The eight-month experiment produced startling results, with spitting spiders, weevils, fungus gnats, carpet beetles and booklice among 64 species collected.
One school discovered that its bug population outnumbered pupils by more than two to one.
The 80 children and three staff at Stadhampton primary found 180 spiders, woodlice, silverfish and other insects. The rural school now has a gold medal from Oxford University's Museum of Natural History for being Oxfordshire's buggiest school.
A total of 42 schools entered the museum's Great Oxfordshire Bug Quest to find the school with the largest number of species.
Each school was provided with three sticky traps, to be kept in the headteacher's study, the store cupboard and the hall. The head's office was found to be the least favourite place for creepy-crawlies and the hall the most popular.

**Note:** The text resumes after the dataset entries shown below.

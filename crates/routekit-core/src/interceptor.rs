//! Interceptors.
//!
//! An interceptor receives the action result after the method returned and
//! before it is emitted, and returns the (possibly rewritten) result. The
//! engine runs them one at a time, highest priority first.

use crate::class::{ClassRef, Instance};
use crate::container::Container;
use crate::context::RequestContext;
use crate::error::{HttpError, Result, RoutingError};
use crate::value::Output;
use async_trait::async_trait;
use std::fmt;
use std::sync::Arc;

#[async_trait]
pub trait Interceptor: Send + Sync + 'static {
    async fn intercept(&self, ctx: &mut RequestContext, result: Output) -> Result<Output, HttpError>;
}

/// Interceptor from a synchronous closure.
pub struct FnInterceptor<F> {
    f: F,
}

impl<F> FnInterceptor<F>
where
    F: Fn(&mut RequestContext, Output) -> Result<Output, HttpError> + Send + Sync + 'static,
{
    pub fn new(f: F) -> Self {
        Self { f }
    }
}

#[async_trait]
impl<F> Interceptor for FnInterceptor<F>
where
    F: Fn(&mut RequestContext, Output) -> Result<Output, HttpError> + Send + Sync + 'static,
{
    async fn intercept(&self, ctx: &mut RequestContext, result: Output) -> Result<Output, HttpError> {
        (self.f)(ctx, result)
    }
}

type InterceptorCast = fn(Instance) -> Option<Arc<dyn Interceptor>>;

fn cast_interceptor<T: Interceptor>(instance: Instance) -> Option<Arc<dyn Interceptor>> {
    instance
        .downcast::<T>()
        .ok()
        .map(|interceptor| interceptor as Arc<dyn Interceptor>)
}

/// How a declared interceptor is obtained at run time.
#[derive(Clone)]
pub enum InterceptorHandle {
    /// Resolved through the container on every call
    Class { class: ClassRef, cast: InterceptorCast },
    /// A ready instance
    Instance {
        name: String,
        interceptor: Arc<dyn Interceptor>,
    },
}

impl InterceptorHandle {
    pub fn of<T: Interceptor>() -> Self {
        InterceptorHandle::Class {
            class: ClassRef::of::<T>(),
            cast: cast_interceptor::<T>,
        }
    }

    pub fn instance<I: Interceptor>(interceptor: I) -> Self {
        InterceptorHandle::Instance {
            name: std::any::type_name::<I>().to_string(),
            interceptor: Arc::new(interceptor),
        }
    }

    /// Class behind the handle, if it is resolved through the container
    pub fn class(&self) -> Option<ClassRef> {
        match self {
            InterceptorHandle::Class { class, .. } => Some(*class),
            InterceptorHandle::Instance { .. } => None,
        }
    }

    pub fn name(&self) -> &str {
        match self {
            InterceptorHandle::Class { class, .. } => class.short_name(),
            InterceptorHandle::Instance { name, .. } => name,
        }
    }

    pub fn resolve(
        &self,
        container: &dyn Container,
        ctx: Option<&RequestContext>,
    ) -> Result<Arc<dyn Interceptor>> {
        match self {
            InterceptorHandle::Class { class, cast } => {
                let instance = container.get(class, ctx)?;
                cast(instance).ok_or_else(|| {
                    RoutingError::configuration(format!(
                        "Container returned an instance of the wrong type for interceptor {}",
                        class.name()
                    ))
                })
            }
            InterceptorHandle::Instance { interceptor, .. } => Ok(interceptor.clone()),
        }
    }
}

impl fmt::Debug for InterceptorHandle {
    fn fmt(&self, f: &mut fmt::Formatter<'_>) -> fmt::Result {
        write!(f, "InterceptorHandle({})", self.name())
    }
}
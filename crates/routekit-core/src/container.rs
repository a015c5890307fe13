//! Instance container.
//!
//! Controllers, middlewares and interceptors are declared by type. The
//! container turns a [`ClassRef`] into an [`Instance`] whenever the pipeline
//! needs one. Whether that instance is a singleton or built per request is the
//! container's business.

use crate::class::{ClassRef, Instance};
use crate::context::RequestContext;
use crate::error::{Result, RoutingError};
use std::collections::HashMap;
use std::sync::{Arc, RwLock};

/// Resolves declared types into instances.
pub trait Container: Send + Sync {
    /// Get the instance for `class`. `ctx` is the current request, if any.
    fn get(&self, class: &ClassRef, ctx: Option<&RequestContext>) -> Result<Instance>;
}

type Factory = Arc<dyn Fn(Option<&RequestContext>) -> Instance + Send + Sync>;

#[derive(Clone)]
enum Provider {
    Singleton(Instance),
    Factory(Factory),
}

/// Map-backed container with explicit providers.
///
/// ```rust,ignore
/// let container = DefaultContainer::new()
///     .with(UserController::default())
///     .with(LoggingMiddleware);
/// ```
#[derive(Default)]
pub struct DefaultContainer {
    providers: RwLock<HashMap<ClassRef, Provider>>,
}

impl DefaultContainer {
    pub fn new() -> Self {
        Self::default()
    }

    /// Register a singleton (builder form).
    pub fn with<T: Send + Sync + 'static>(self, value: T) -> Self {
        self.provide(value);
        self
    }

    /// Register a singleton.
    pub fn provide<T: Send + Sync + 'static>(&self, value: T) {
        self.insert(ClassRef::of::<T>(), Provider::Singleton(Arc::new(value)));
    }

    /// Register a shared singleton the caller keeps a handle to.
    pub fn provide_arc<T: Send + Sync + 'static>(&self, value: Arc<T>) {
        self.insert(ClassRef::of::<T>(), Provider::Singleton(value));
    }

    /// Register a factory invoked on every resolution.
    pub fn provide_with<T, F>(&self, factory: F)
    where
        T: Send + Sync + 'static,
        F: Fn(Option<&RequestContext>) -> T + Send + Sync + 'static,
    {
        self.insert(
            ClassRef::of::<T>(),
            Provider::Factory(Arc::new(move |ctx| Arc::new(factory(ctx)) as Instance)),
        );
    }

    /// Register `T::default()` as a singleton.
    pub fn provide_default<T: Default + Send + Sync + 'static>(&self) {
        self.provide(T::default());
    }

    pub fn contains(&self, class: &ClassRef) -> bool {
        self.providers
            .read()
            .map(|providers| providers.contains_key(class))
            .unwrap_or(false)
    }

    fn insert(&self, class: ClassRef, provider: Provider) {
        let mut providers = self.providers.write().unwrap_or_else(|e| e.into_inner());
        if providers.insert(class, provider).is_some() {
            tracing::debug!(class = %class, "Replaced container provider");
        }
    }
}

impl Container for DefaultContainer {
    fn get(&self, class: &ClassRef, ctx: Option<&RequestContext>) -> Result<Instance> {
        let provider = {
            let providers = self.providers.read().map_err(|e| {
                RoutingError::configuration(format!("Failed to acquire container lock: {}", e))
            })?;
            providers.get(class).cloned()
        };
        match provider {
            Some(Provider::Singleton(instance)) => Ok(instance),
            Some(Provider::Factory(factory)) => Ok(factory(ctx)),
            None => Err(RoutingError::configuration(format!(
                "No provider registered for {}",
                class.name()
            ))),
        }
    }
}

#[cfg(test)]
mod tests {
    use super::*;
    use std::sync::atomic::{AtomicUsize, Ordering};

    #[derive(Default)]
    struct Service {
        id: usize,
    }

    struct Missing;

    #[test]
    fn singleton_is_shared() {
        let container = DefaultContainer::new().with(Service { id: 7 });
        let a = container.get(&ClassRef::of::<Service>(), None).unwrap();
        let b = container.get(&ClassRef::of::<Service>(), None).unwrap();
        assert!(Arc::ptr_eq(&a, &b));
        assert_eq!(a.downcast::<Service>().unwrap().id, 7);
    }

    #[test]
    fn factory_runs_per_resolution() {
        let counter = Arc::new(AtomicUsize::new(0));
        let container = DefaultContainer::new();
        let seen = counter.clone();
        container.provide_with(move |_| Service {
            id: seen.fetch_add(1, Ordering::SeqCst),
        });

        let first = container.get(&ClassRef::of::<Service>(), None).unwrap();
        let second = container.get(&ClassRef::of::<Service>(), None).unwrap();
        assert_eq!(first.downcast::<Service>().unwrap().id, 0);
        assert_eq!(second.downcast::<Service>().unwrap().id, 1);
    }

    #[test]
    fn missing_provider_is_a_configuration_error() {
        let container = DefaultContainer::new();
        let err = container.get(&ClassRef::of::<Missing>(), None).unwrap_err();
        assert!(matches!(err, RoutingError::Configuration(_)));
        assert!(!container.contains(&ClassRef::of::<Missing>()));
    }
}
use crate::class::ClassRef;
use crate::handler::ParamTransform;
use crate::transform::{ClassTransformOptions, TargetType};
use serde_json::Value;
use std::fmt;

/// Where a parameter value comes from.
#[derive(Debug, Clone, Copy, PartialEq, Eq, Hash)]
pub enum ParamKind {
    Body,
    BodyParam,
    Param,
    Params,
    Query,
    Queries,
    Header,
    Headers,
    Cookie,
    Cookies,
    Session,
    SessionParam,
    File,
    Files,
    State,
    CurrentUser,
    /// Value produced by a custom transform
    Custom,
}

impl ParamKind {
    pub fn as_str(&self) -> &'static str {
        match self {
            ParamKind::Body => "body",
            ParamKind::BodyParam => "body-param",
            ParamKind::Param => "param",
            ParamKind::Params => "params",
            ParamKind::Query => "query",
            ParamKind::Queries => "queries",
            ParamKind::Header => "header",
            ParamKind::Headers => "headers",
            ParamKind::Cookie => "cookie",
            ParamKind::Cookies => "cookies",
            ParamKind::Session => "session",
            ParamKind::SessionParam => "session-param",
            ParamKind::File => "file",
            ParamKind::Files => "files",
            ParamKind::State => "state",
            ParamKind::CurrentUser => "current-user",
            ParamKind::Custom => "custom-converter",
        }
    }
}

impl fmt::Display for ParamKind {
    fn fmt(&self, f: &mut fmt::Formatter<'_>) -> fmt::Result {
        f.write_str(self.as_str())
    }
}

/// One parameter of an action.
#[derive(Clone)]
pub struct ParamMetadata {
    pub target: ClassRef,
    pub method: String,
    /// Position in the action call
    pub index: usize,
    pub kind: ParamKind,
    pub name: Option<String>,
    pub required: bool,
    /// Parse textual values as JSON
    pub parse: bool,
    /// Wrap scalar values into a single-element array
    pub is_array: bool,
    pub target_type: TargetType,
    pub transform: Option<ParamTransform>,
    /// Overrides the driver's validation default
    pub validate: Option<bool>,
    /// Overrides the driver's plain-to-object options
    pub class_transform: Option<ClassTransformOptions>,
    /// Adapter-specific options (body limits, upload limits)
    pub extra_options: Option<Value>,
}

impl ParamMetadata {
    /// Name used in error messages: the declared name, else the kind.
    pub fn display_name(&self) -> &str {
        self.name.as_deref().unwrap_or(self.kind.as_str())
    }
}

impl fmt::Debug for ParamMetadata {
    fn fmt(&self, f: &mut fmt::Formatter<'_>) -> fmt::Result {
        f.debug_struct("ParamMetadata")
            .field("method", &self.method)
            .field("index", &self.index)
            .field("kind", &self.kind)
            .field("name", &self.name)
            .field("required", &self.required)
            .field("parse", &self.parse)
            .field("is_array", &self.is_array)
            .field("target_type", &self.target_type)
            .field("custom_transform", &self.transform.is_some())
            .finish()
    }
}
//! Handler function types.
//!
//! Action methods are stored type-erased: a [`MethodHandler`] takes the
//! controller instance resolved by the container and the positional
//! [`Args`], and returns a boxed future of the [`Output`]. [`method`] builds
//! one from a typed async closure.

use crate::class::Instance;
use crate::context::RequestContext;
use crate::error::HttpError;
use crate::metadata::ActionMetadata;
use crate::value::{Args, Output};
use futures_util::future::BoxFuture;
use serde_json::Value;
use std::future::Future;
use std::sync::Arc;

/// Type-erased action method.
pub type MethodHandler =
    Arc<dyn Fn(Instance, Args) -> BoxFuture<'static, Result<Output, HttpError>> + Send + Sync>;

/// Replaces the call to the action method entirely.
pub type MethodOverride = Arc<
    dyn Fn(&ActionMetadata, &RequestContext, Args) -> BoxFuture<'static, Result<Output, HttpError>>
        + Send
        + Sync,
>;

/// Produces extra arguments placed before the resolved parameters.
pub type AppendParams = Arc<dyn Fn(&RequestContext) -> Vec<Option<Value>> + Send + Sync>;

/// Custom parameter conversion. Receives the extracted raw value; its result
/// is the final parameter value.
pub type ParamTransform = Arc<
    dyn Fn(&RequestContext, Option<Value>) -> BoxFuture<'static, Result<Option<Value>, HttpError>>
        + Send
        + Sync,
>;

/// Erase a typed controller method.
///
/// ```rust,ignore
/// let handler = method(|users: Arc<UserController>, args: Args| async move {
///     let id: i64 = args.get(0)?;
///     users.find(id).await
/// });
/// ```
pub fn method<C, F, Fut, O>(f: F) -> MethodHandler
where
    C: Send + Sync + 'static,
    F: Fn(Arc<C>, Args) -> Fut + Send + Sync + 'static,
    Fut: Future<Output = Result<O, HttpError>> + Send + 'static,
    O: Into<Output>,
{
    Arc::new(move |instance: Instance, args: Args| -> BoxFuture<'static, Result<Output, HttpError>> {
        match instance.downcast::<C>() {
            Ok(controller) => {
                let fut = f(controller, args);
                Box::pin(async move { fut.await.map(Into::<Output>::into) })
            }
            Err(_) => Box::pin(async move {
                Err::<Output, HttpError>(
                    HttpError::internal("Controller instance has an unexpected type")
                        .with_internal(std::any::type_name::<C>()),
                )
            }),
        }
    })
}

/// Build a [`MethodOverride`] from a closure.
pub fn method_override<F, Fut, O>(f: F) -> MethodOverride
where
    F: Fn(&ActionMetadata, &RequestContext, Args) -> Fut + Send + Sync + 'static,
    Fut: Future<Output = Result<O, HttpError>> + Send + 'static,
    O: Into<Output>,
{
    Arc::new(
        move |action: &ActionMetadata,
              ctx: &RequestContext,
              args: Args|
              -> BoxFuture<'static, Result<Output, HttpError>> {
            let fut = f(action, ctx, args);
            Box::pin(async move { fut.await.map(Into::<Output>::into) })
        },
    )
}

/// Build an [`AppendParams`] hook from a closure.
pub fn append_params<F>(f: F) -> AppendParams
where
    F: Fn(&RequestContext) -> Vec<Option<Value>> + Send + Sync + 'static,
{
    Arc::new(f)
}

/// Build a [`ParamTransform`] from a closure. The closure reads what it needs
/// from the context synchronously and returns an owned future.
pub fn param_transform<F, Fut>(f: F) -> ParamTransform
where
    F: Fn(&RequestContext, Option<Value>) -> Fut + Send + Sync + 'static,
    Fut: Future<Output = Result<Option<Value>, HttpError>> + Send + 'static,
{
    Arc::new(
        move |ctx: &RequestContext,
              value: Option<Value>|
              -> BoxFuture<'static, Result<Option<Value>, HttpError>> { Box::pin(f(ctx, value)) },
    )
}

#[cfg(test)]
mod tests {
    use super::*;
    use serde_json::json;

    struct Greeter {
        greeting: &'static str,
    }

    #[tokio::test]
    async fn erased_method_receives_typed_controller() {
        let handler = method(|greeter: Arc<Greeter>, args: Args| async move {
            let name: String = args.get(0)?;
            Ok::<_, HttpError>(format!("{}, {}", greeter.greeting, name))
        });

        let instance: Instance = Arc::new(Greeter { greeting: "Hello" });
        let output = handler(instance, Args::new(vec![Some(json!("Bob"))]))
            .await
            .unwrap();
        assert_eq!(output, Output::Value(json!("Hello, Bob")));
    }

    #[tokio::test]
    async fn wrong_instance_type_fails() {
        let handler = method(|_: Arc<Greeter>, _args: Args| async move { Ok::<_, HttpError>(()) });
        let instance: Instance = Arc::new(5_u8);
        let err = handler(instance, Args::default()).await.unwrap_err();
        assert_eq!(err.status, http::StatusCode::INTERNAL_SERVER_ERROR);
    }
}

Stadhampton science co-ordinator Kathryn Turner said: "The children were very enthusiastic about it. They found this really inspiring."
Bishop Loveday C of E, in Bodicote near Banbury, won the bug quest gold medal for most species. It trapped 94 bugs from 18 species.
Science co-ordinator and Year 1 teacher Rebecca Workman said: "We have plastic bugs and pop-up books, but they loved using the magnifying glass to see real bugs."
The quest was organised by Dr George McGavin, assistant curator of the entomological collections at the museum.
He said: "We all share our homes with these hangers-on. It has nothing to do with cleanliness - things like silverfish are probably present in every house in the land from the richest to the poorest."